Awareness campaigns to prevent FGM pay off



Tue, 10 Jul 2018 - 03:28 GMT


Tue, 10 Jul 2018 - 03:28 GMT

International Day of Zero Tolerance to Female Genital Mutilation.Photo UNICEF / Olivier Asselin via wikimedia commons

International Day of Zero Tolerance to Female Genital Mutilation.Photo UNICEF / Olivier Asselin via wikimedia commons

CAIRO – 10 July 2018: “Awareness campaigns to combat Female Genital Mutilation (FGM) in Egypt are paying off,” Vivian Fouad, the National Population Council (NPC)'s FGM programme spokeswoman, told Egypt today on Tuesday.

Fouad added that the council received a high number of notices from citizens asking about the phenomenon, which confirms the citizens' awareness and keenness to obtain information through the council.

“In the last period, awareness campaigns have stepped up through channels to prevent the phenomenon and help people to know about the psychological and health problems caused by this phenomenon,” she noted.

Fouad stressed the presence of programs that further raise the citizens' awareness on the phenomenon through civil society organizations, noting that the council cooperated with the Public Prosecution and the Ministry of Interior to enforce the law and punish violators.
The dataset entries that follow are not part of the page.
use test_fixtures::{ScriptedNoise, SeededNoise, CLINICAL_NOTE};
use veil_core::config::PrivacyConfig;
use veil_core::errors::PrivacyError;
use veil_core::models::Mode;
use veil_privacy::PrivacyPipeline;

fn pipeline() -> PrivacyPipeline {
    PrivacyPipeline::new(PrivacyConfig::default()).unwrap()
}

// ── Mode validation ────────────────────────────────────────────────────────

#[test]
fn unknown_mode_fails_with_invalid_mode() {
    let pipeline = pipeline();
    for text in ["", "some text", CLINICAL_NOTE] {
        let err = pipeline
            .apply(text, "bogus_mode", &mut ScriptedNoise::silent())
            .unwrap_err();
        assert!(matches!(err, PrivacyError::InvalidMode { ref mode } if mode == "bogus_mode"));
    }
}

#[test]
fn invalid_config_rejected_at_construction() {
    let config = PrivacyConfig {
        epsilon: -1.0,
        ..Default::default()
    };
    assert!(matches!(
        PrivacyPipeline::new(config),
        Err(PrivacyError::InvalidConfig { .. })
    ));
}

// ── Stage selection per mode ───────────────────────────────────────────────

#[test]
fn redaction_always_runs_first() {
    let pipeline = pipeline();
    for mode in ["token_dropping", "differential_privacy", "combined"] {
        let out = pipeline
            .apply(CLINICAL_NOTE, mode, &mut ScriptedNoise::silent())
            .unwrap();
        assert!(!out.contains("John Smith"), "{mode}: name leaked: {out}");
        assert!(!out.contains("$500"), "{mode}: amount leaked: {out}");
    }
}

#[test]
fn silent_noise_preserves_redacted_text_modulo_whitespace() {
    let pipeline = pipeline();
    let out = pipeline
        .apply(
            "I am happy today but John Doe is worried about $500",
            "combined",
            &mut ScriptedNoise::silent(),
        )
        .unwrap();
    assert_eq!(out, "I am happy today but [NAME] is worried about [MONEY]");
}

#[test]
fn combined_drops_before_perturbing() {
    // Uniform 0.0 drops every non-sentiment token; with zero Laplace noise
    // the rewriter must then see only the sentiment words.
    let config = PrivacyConfig {
        token_drop_rate: 0.5,
        ..Default::default()
    };
    let pipeline = PrivacyPipeline::new(config).unwrap();
    let mut noise = ScriptedNoise::new(vec![0.0], vec![0.0]);
    let out = pipeline.apply_mode(
        "I am happy today but John Doe is worried about $500",
        Mode::Combined,
        &mut noise,
    );
    assert_eq!(out, "happy worried");
}

#[test]
fn default_mode_comes_from_config() {
    let config = PrivacyConfig {
        mode: Mode::TokenDropping,
        ..Default::default()
    };
    let pipeline = PrivacyPipeline::new(config).unwrap();
    let out = pipeline.apply_default("John Doe was happy", &mut ScriptedNoise::silent());
    assert_eq!(out, "[NAME] was happy");
}

// ── End-to-end scenario ────────────────────────────────────────────────────

#[test]
fn combined_mode_keeps_sentiment_words_and_masks_entities() {
    let pipeline = pipeline();
    // Mixed draws: one non-sentiment token falls under the default drop
    // rate, every Laplace sample stays above the -0.5 removal threshold.
    let mut noise = ScriptedNoise::new(vec![0.37, 0.92, 0.05, 0.81], vec![-0.4, 1.7, 0.2]);
    let out = pipeline
        .apply(
            "I am happy today but John Doe is worried about $500",
            "combined",
            &mut noise,
        )
        .unwrap();
    assert!(!out.is_empty());
    assert!(out.contains("happy"), "sentiment word dropped: {out}");
    assert!(out.contains("worried"), "sentiment word dropped: {out}");
    assert!(!out.contains("John Doe"));
    assert!(!out.contains("$500"));
}

#[test]
fn entities_stay_masked_under_arbitrary_noise() {
    let pipeline = pipeline();
    for seed in 0..20 {
        let out = pipeline.apply_mode(CLINICAL_NOTE, Mode::Combined, &mut SeededNoise::new(seed));
        assert!(!out.contains("John Smith"), "seed {seed}: name leaked: {out}");
        assert!(!out.contains("$500"), "seed {seed}: amount leaked: {out}");
        assert!(!out.contains("Baker Street"), "seed {seed}: address leaked: {out}");
    }
}

#[test]
fn empty_input_is_valid_for_every_mode() {
    let pipeline = pipeline();
    for mode in [Mode::TokenDropping, Mode::DifferentialPrivacy, Mode::Combined] {
        let out = pipeline.apply_mode("", mode, &mut SeededNoise::new(3));
        assert!(out.is_empty());
    }
}
//! Pattern-based detection and masking of sensitive spans.

use tracing::debug;

use crate::patterns::{self, RawMatch, Redaction};

/// Replaces sensitive spans (names, ages, street addresses, monetary
/// amounts) with bracketed `[CATEGORY]` placeholders.
///
/// Matching is purely lexical; there is no semantic entity resolution.
/// Redaction never fails and is idempotent: no rule matches digits-free
/// bracketed upper-case placeholders, so a second pass is a no-op.
#[derive(Debug, Clone, Copy, Default)]
pub struct EntityRedactor;

impl EntityRedactor {
    pub fn new() -> Self {
        Self
    }

    /// Replace every sensitive span with its placeholder. Text without
    /// matches is returned unchanged.
    pub fn redact(&self, text: &str) -> String {
        let (redacted, _) = self.redact_with_matches(text);
        redacted
    }

    /// Like [`redact`](Self::redact), also returning the applied redactions
    /// for auditing.
    pub fn redact_with_matches(&self, text: &str) -> (String, Vec<Redaction>) {
        let matches = patterns::scan_all(text);
        if matches.is_empty() {
            return (text.to_string(), Vec::new());
        }
        debug!(spans = matches.len(), "redacting sensitive spans");
        let redacted = apply_replacements(text, &matches);
        (redacted, patterns::to_redactions(&matches))
    }
}

/// Apply placeholder replacements. Matches must be sorted descending by
/// start position so replacements don't shift the offsets still to be
/// applied, and must be non-overlapping.
fn apply_replacements(text: &str, matches: &[RawMatch]) -> String {
    let mut result = text.to_string();
    for m in matches {
        result.replace_range(m.start..m.end, m.placeholder);
    }
    result
}

#[cfg(test)]
mod tests {
    use super::*;

    #[test]
    fn unmatched_text_is_unchanged() {
        let redactor = EntityRedactor::new();
        let text = "the weather was mild all week";
        assert_eq!(redactor.redact(text), text);
    }

    #[test]
    fn empty_text_is_unchanged() {
        assert_eq!(EntityRedactor::new().redact(""), "");
    }

    #[test]
    fn reports_applied_redactions_in_text_order() {
        let redactor = EntityRedactor::new();
        let (redacted, redactions) =
            redactor.redact_with_matches("John Doe paid $500 on Baker Street");
        assert_eq!(redacted, "[NAME] paid [MONEY] on [LOCATION]");
        let rules: Vec<&str> = redactions.iter().map(|r| r.rule).collect();
        assert_eq!(rules, ["name", "money", "location"]);
    }
}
In the same context, member of the National Council for Motherhood, Azza al-Ashmawi, confirmed that during the coming period, other campaigns will be launched within the framework of the National Strategy against FGM to eliminate the phenomenon.

FGM is considered an attack on religion; it damages the most sensitive organ in the female body. In Islam, protecting the body from any harm is a must and mutilation violates this rule; therefore, if the parents of females who undergo FGM consent to the abhorrent surgery, they should be punished.

According to a study conducted by the World Health Organization (WHO), The Demographic and Health Survey in Egypt in 2000 showed that 97 percent of married women included in the survey had experienced female genital mutilation (i.e. FGM).

Over 94 percent of married women were exposed to genital mutilation, and 69 percent of those women agreed to the procedure being carried out on their daughters. Additionally, a pilot study by the Health Insurance Organization showed that 41 percent of female students in primary, preparatory and secondary schools had undergone FGM.

Another study by the Egyptian Ministry of Health and Population released in 2003 reported that Female Genital Mutilation (FGM) is a widespread practice in Africa, the Middle East and regions known for heavily adhering to outdated traditions and customs.

The practice consists of having the external part of female genitals cut as a method to curb sexual desire. The fact is that regions with the highest numbers of FGM are not only ignorant of the risks of FGM, they are also ignorant of sexual health, psychological health and more.

On February 8, 2018, the International Day of Zero Tolerance for Female Genital Mutilation, the United Nations released a statement praising Egypt’s efforts to address the issue of Female Genital Mutilation (FGM).

The Ministry of Health and the Administrative Court of Justice decided that “FGM should be banned in hospitals and public/private clinics. And it should only be done if the female suffers from a serious disease, which is decided by the head of the department of gynecology based on a doctor’s recommendation.”

The Administrative Court of Justice approved that the surgery will not be against the law only if it is approved by the minister of health himself.

Dar Al-Iftaa stressed that if the surgery doesn’t have the necessary tools, sanitary requirements and the approval of a certified doctor that the patient is ill and is in need to remove this part of her body, then it’s considered illegal and religiously forbidden, and it should be banned.

UNICEF’s 2014 studies showed that 91 percent of females aging between15-49 undergo FGM in Egypt and over 80 percent of these females are from the age group of 0-15 years old. It has also been found that it’s more common in the rural areas and less common in the wealthy parts of the country.